3. Finally, I believe we should be defunding and demilitarizing our police and begin to think of public safety in a whole new way.

When communities are prosperous, people have jobs, people aren’t locked up for decades for petty non-violent offenses when people aren’t beaten and killed by police, when police reach out to the communities they serve when we end probation and cash bail, when we reach out to those who are most vulnerable with the resources they need to thrive, we make our communities stronger and safer. Don’t believe me? Look at the city of Camden, New Jersey, which had one of the highest crime rates in America; they completely disbanded their police department and started all over again with a modern approach to community-based public safety. In seven years, they reduced homicides by 70% and violent crime by 46%.
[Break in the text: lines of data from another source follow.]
//! Conversions between stored UTC instants and a location's local calendar.
//!
//! Day keys are always derived with a real timezone database lookup. Slicing
//! the date off a UTC ISO string gives the wrong day for any instant whose
//! local date differs from its UTC date (Sydney evenings, for one).

use crate::error::AppError;
use chrono::{DateTime, Duration, LocalResult, NaiveDate, NaiveDateTime, NaiveTime, TimeZone, Utc};
use chrono_tz::Tz;

pub const DAY_KEY_FORMAT: &str = "%Y-%m-%d";

// DST gaps are at most a couple of hours; probe far enough for any zone.
const GAP_PROBE_STEP_MIN: i64 = 15;
const GAP_PROBE_STEPS: i64 = 4 * 24;

pub fn resolve_timezone(name: &str) -> Result<Tz, AppError> {
    name.parse::<Tz>()
        .map_err(|_| AppError::InvalidTimezone(name.to_string()))
}

pub fn parse_day_key(key: &str) -> Result<NaiveDate, AppError> {
    NaiveDate::parse_from_str(key, DAY_KEY_FORMAT)
        .map_err(|_| AppError::Validation(format!("Invalid day key '{}', expected YYYY-MM-DD", key)))
}

pub fn format_day_key(day: NaiveDate) -> String {
    day.format(DAY_KEY_FORMAT).to_string()
}

/// Calendar date `instant` falls on in `tz`.
pub fn local_day(instant: DateTime<Utc>, tz: &Tz) -> NaiveDate {
    instant.with_timezone(tz).date_naive()
}

pub fn to_local_day_key(instant: DateTime<Utc>, timezone: &str) -> Result<String, AppError> {
    let tz = resolve_timezone(timezone)?;
    Ok(format_day_key(local_day(instant, &tz)))
}

/// UTC instant for a local wall-clock time.
///
/// An ambiguous time (clocks going back) resolves to the earlier instant. A
/// time inside a gap (clocks going forward) resolves to the first instant
/// after the gap.
pub fn local_instant(day: NaiveDate, time: NaiveTime, tz: &Tz) -> Result<DateTime<Utc>, AppError> {
    let naive = day.and_time(time);
    resolve_local(tz, naive).ok_or_else(|| {
        AppError::Internal(format!("No valid instant near {} in {}", naive, tz.name()))
    })
}

fn resolve_local(tz: &Tz, naive: NaiveDateTime) -> Option<DateTime<Utc>> {
    match tz.from_local_datetime(&naive) {
        LocalResult::Single(t) => Some(t.with_timezone(&Utc)),
        LocalResult::Ambiguous(earliest, _) => Some(earliest.with_timezone(&Utc)),
        LocalResult::None => (1..=GAP_PROBE_STEPS)
            .find_map(|step| {
                let probe = naive + Duration::minutes(step * GAP_PROBE_STEP_MIN);
                tz.from_local_datetime(&probe).earliest()
            })
            .map(|t| t.with_timezone(&Utc)),
    }
}

/// `[start, end)` of a local calendar day as UTC instants.
pub fn day_bounds(day: NaiveDate, tz: &Tz) -> Result<(DateTime<Utc>, DateTime<Utc>), AppError> {
    let next = day
        .succ_opt()
        .ok_or_else(|| AppError::Validation(format!("Day {} is out of range", day)))?;
    let start = local_instant(day, NaiveTime::MIN, tz)?;
    let end = local_instant(next, NaiveTime::MIN, tz)?;
    Ok((start, end))
}

pub fn local_day_bounds(day_key: &str, timezone: &str) -> Result<(DateTime<Utc>, DateTime<Utc>), AppError> {
    let tz = resolve_timezone(timezone)?;
    day_bounds(parse_day_key(day_key)?, &tz)
}

/// `[start, end)` covering the local days `first..=last`.
pub fn range_bounds(first: NaiveDate, last: NaiveDate, tz: &Tz) -> Result<(DateTime<Utc>, DateTime<Utc>), AppError> {
    if first > last {
        return Err(AppError::Validation(format!("Range start {} is after end {}", first, last)));
    }
    let (start, _) = day_bounds(first, tz)?;
    let (_, end) = day_bounds(last, tz)?;
    Ok((start, end))
}

pub fn is_same_local_day(a: DateTime<Utc>, b: DateTime<Utc>, timezone: &str) -> Result<bool, AppError> {
    let tz = resolve_timezone(timezone)?;
    Ok(local_day(a, &tz) == local_day(b, &tz))
}

/// Local dates `first..=last`, empty when `first > last`.
pub fn local_days(first: NaiveDate, last: NaiveDate) -> impl Iterator<Item = NaiveDate> {
    first.iter_days().take_while(move |d| *d <= last)
}
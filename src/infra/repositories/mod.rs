pub mod sqlite_booking_repo;
pub mod sqlite_cart_repo;
pub mod sqlite_event_repo;
pub mod sqlite_location_repo;
pub mod sqlite_order_repo;
pub mod sqlite_product_repo;
pub mod sqlite_student_repo;
pub mod sqlite_template_repo;

pub mod postgres_booking_repo;
pub mod postgres_cart_repo;
pub mod postgres_event_repo;
pub mod postgres_location_repo;
pub mod postgres_order_repo;
pub mod postgres_product_repo;
pub mod postgres_student_repo;
pub mod postgres_template_repo;
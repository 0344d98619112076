use std::future::Future;
use std::sync::Arc;
use std::time::Duration;
use chrono::Utc;
use serde::Serialize;
use tracing::{error, info, warn};

use crate::domain::models::order::{Order, OrderStatus, PaymentIntent};
use crate::domain::models::reconciliation::ReconciliationReport;
use crate::domain::ports::{OrderRepository, PaymentGateway};
use crate::domain::services::reconciler::BookingReconciler;
use crate::error::AppError;

#[derive(Clone, Debug)]
pub struct RetryPolicy {
    pub max_retries: u32,
    pub base_delay: Duration,
    pub max_delay: Duration,
}

impl Default for RetryPolicy {
    fn default() -> Self {
        Self {
            max_retries: 3,
            base_delay: Duration::from_millis(200),
            max_delay: Duration::from_secs(5),
        }
    }
}

impl RetryPolicy {
    pub fn delay_for(&self, attempt: u32) -> Duration {
        let factor = 2u32.saturating_pow(attempt);
        self.base_delay.saturating_mul(factor).min(self.max_delay)
    }
}

/// Retries `op` while it fails with a transient error, with exponential backoff.
pub async fn with_retry<T, F, Fut>(policy: &RetryPolicy, what: &str, mut op: F) -> Result<T, AppError>
where
    F: FnMut() -> Fut,
    Fut: Future<Output = Result<T, AppError>>,
{
    let mut attempt = 0;
    loop {
        match op().await {
            Err(e) if e.is_transient() && attempt < policy.max_retries => {
                let delay = policy.delay_for(attempt);
                warn!(attempt = attempt + 1, delay_ms = delay.as_millis() as u64, "{} failed transiently: {}", what, e);
                tokio::time::sleep(delay).await;
                attempt += 1;
            }
            other => return other,
        }
    }
}

#[derive(Debug, Clone, Copy, PartialEq, Eq)]
pub enum NotificationKind {
    Succeeded,
    Failed,
    Canceled,
    Other,
}

/// A verified payment notification from the gateway.
#[derive(Debug, Clone)]
pub struct PaymentNotification {
    pub event_id: String,
    pub kind: NotificationKind,
    pub payment_intent: PaymentIntent,
}

#[derive(Debug, Serialize, Clone, Copy, PartialEq, Eq)]
#[serde(rename_all = "SCREAMING_SNAKE_CASE")]
pub enum PaymentLookup {
    /// The gateway answered.
    Checked,
    /// The order was already settled locally.
    Skipped,
    /// The gateway could not be reached; nothing was changed.
    Unavailable,
}

#[derive(Debug, Serialize)]
pub struct OrderStatusView {
    pub order: Order,
    pub payment_lookup: PaymentLookup,
    pub reconciliation: Option<ReconciliationReport>,
}

#[derive(Debug, Serialize)]
pub struct WebhookOutcome {
    pub handled: bool,
    pub order_id: Option<String>,
    pub status: Option<OrderStatus>,
    pub reconciliation: Option<ReconciliationReport>,
}

impl WebhookOutcome {
    fn ignored() -> Self {
        Self { handled: false, order_id: None, status: None, reconciliation: None }
    }
}

/// Drives orders through PENDING -> PAID | FAILED. Only verified webhooks and
/// the gateway's own retrieve call may move an order.
pub struct PaymentService {
    gateway: Arc<dyn PaymentGateway>,
    order_repo: Arc<dyn OrderRepository>,
    reconciler: Arc<BookingReconciler>,
    retry: RetryPolicy,
}

impl PaymentService {
    pub fn new(
        gateway: Arc<dyn PaymentGateway>,
        order_repo: Arc<dyn OrderRepository>,
        reconciler: Arc<BookingReconciler>,
        retry: RetryPolicy,
    ) -> Self {
        Self { gateway, order_repo, reconciler, retry }
    }

    pub async fn handle_notification(&self, notification: PaymentNotification) -> Result<WebhookOutcome, AppError> {
        let intent = &notification.payment_intent;
        let next = match notification.kind {
            NotificationKind::Succeeded => OrderStatus::Paid,
            NotificationKind::Failed | NotificationKind::Canceled => OrderStatus::Failed,
            NotificationKind::Other => return Ok(WebhookOutcome::ignored()),
        };

        let Some(order) = self.order_repo.find_by_payment_intent(&intent.id).await? else {
            warn!(event_id = %notification.event_id, payment_intent = %intent.id, "Webhook for unknown payment intent");
            return Ok(WebhookOutcome::ignored());
        };

        info!(
            event_id = %notification.event_id,
            order_id = %order.id,
            kind = ?notification.kind,
            "Payment notification received"
        );

        let order = self.apply(&order, intent, next).await?;
        let reconciliation = self.reconcile_if_paid(&order).await;

        Ok(WebhookOutcome {
            handled: true,
            order_id: Some(order.id.clone()),
            status: Some(order.status),
            reconciliation,
        })
    }

    /// Order status for polling clients. Asks the gateway when the order is
    /// not yet PAID; a gateway outage leaves the order untouched.
    pub async fn refresh_status(&self, order_id: &str) -> Result<OrderStatusView, AppError> {
        let mut order = self.order_repo.find_by_id(order_id).await?
            .ok_or_else(|| AppError::NotFound(format!("Order {} not found", order_id)))?;

        let mut lookup = PaymentLookup::Skipped;
        if order.status != OrderStatus::Paid {
            let gateway = self.gateway.clone();
            let intent_id = order.payment_intent_id.clone();
            let retrieved = with_retry(&self.retry, "Payment intent lookup", || {
                let gateway = gateway.clone();
                let intent_id = intent_id.clone();
                async move { gateway.retrieve_payment_intent(&intent_id).await }
            })
            .await;

            match retrieved {
                Ok(intent) => {
                    lookup = PaymentLookup::Checked;
                    if let Some(next) = intent.status.settled_order_status() {
                        order = self.apply(&order, &intent, next).await?;
                    }
                }
                Err(e) if e.is_transient() => {
                    warn!(order_id = %order.id, "Payment gateway unavailable, status unchanged: {}", e);
                    lookup = PaymentLookup::Unavailable;
                }
                Err(e) => return Err(e),
            }
        }

        let reconciliation = self.reconcile_if_paid(&order).await;
        Ok(OrderStatusView { order, payment_lookup: lookup, reconciliation })
    }

    async fn apply(&self, order: &Order, intent: &PaymentIntent, next: OrderStatus) -> Result<Order, AppError> {
        if intent.id != order.payment_intent_id {
            return Err(AppError::PaymentGateway(format!(
                "Payment intent {} does not belong to order {}",
                intent.id, order.id
            )));
        }
        if next == OrderStatus::Paid && intent.amount != order.total_amount {
            error!(
                order_id = %order.id,
                expected = order.total_amount,
                received = intent.amount,
                "Payment amount mismatch, order left unpaid"
            );
            return Err(AppError::Conflict(format!("Payment amount mismatch for order {}", order.id)));
        }

        if order.status == next {
            return Ok(order.clone());
        }
        if !order.status.can_transition_to(next) {
            warn!(
                order_id = %order.id,
                from = order.status.as_str(),
                to = next.as_str(),
                "Ignoring illegal order transition"
            );
            return Ok(order.clone());
        }

        match self.order_repo.transition_status(&order.id, next, Utc::now()).await? {
            Some(updated) => {
                info!(order_id = %updated.id, status = updated.status.as_str(), "Order status changed");
                Ok(updated)
            }
            None => self.order_repo.find_by_id(&order.id).await?
                .ok_or_else(|| AppError::NotFound(format!("Order {} not found", order.id))),
        }
    }

    async fn reconcile_if_paid(&self, order: &Order) -> Option<ReconciliationReport> {
        if order.status != OrderStatus::Paid {
            return None;
        }
        match self.reconciler.reconcile(&order.id).await {
            Ok(report) => Some(report),
            Err(e) => {
                // The sweeper picks the order up again.
                warn!(order_id = %order.id, "Reconciliation deferred: {}", e);
                None
            }
        }
    }
}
The BLM movement has brought about a shift in the culture in a very big way. Now we have to make sure that this shift turns into actual change of policy, change of the way that policing is done in our country, get rid of historically racist systems and replace them with community safety by building through education, the arts, healthcare, self-policing, jobs and through economic vitality in those communities that need them most. That’s the way that we’re going to make our communities safer.

So, celebrate Juneteenth by recognizing how far we’ve come by fighting for what we need to change today. Fight mindfully, strategically, with love in your heart and ever-burning fire in your belly forged by generations passed, let’s keep our foot on the pedal and get knees off the necks of Black Americans, let’s normalize anti-racism, let’s hold brutal police accountable, and let’s work to improve our communities. Let’s march, let’s have those awkward and important conversations and let’s vote out hate and…let’s amend the 13th Amendment so that no one is legally allowed to be enslaved in our country so that in Juneteenths to come we can celebrate not only an end to slavery but our unyielding commitment to equity.

If ever there was a holiday all Americans should be proud of, it is one that acknowledges the battle against slavery and racism and celebrates the spirit of those past and present who have made the decision to never give up.

Michael Franti has released joyful, revolutionary music for three decades under several guises, most notably as Michael Franti & Spearhead.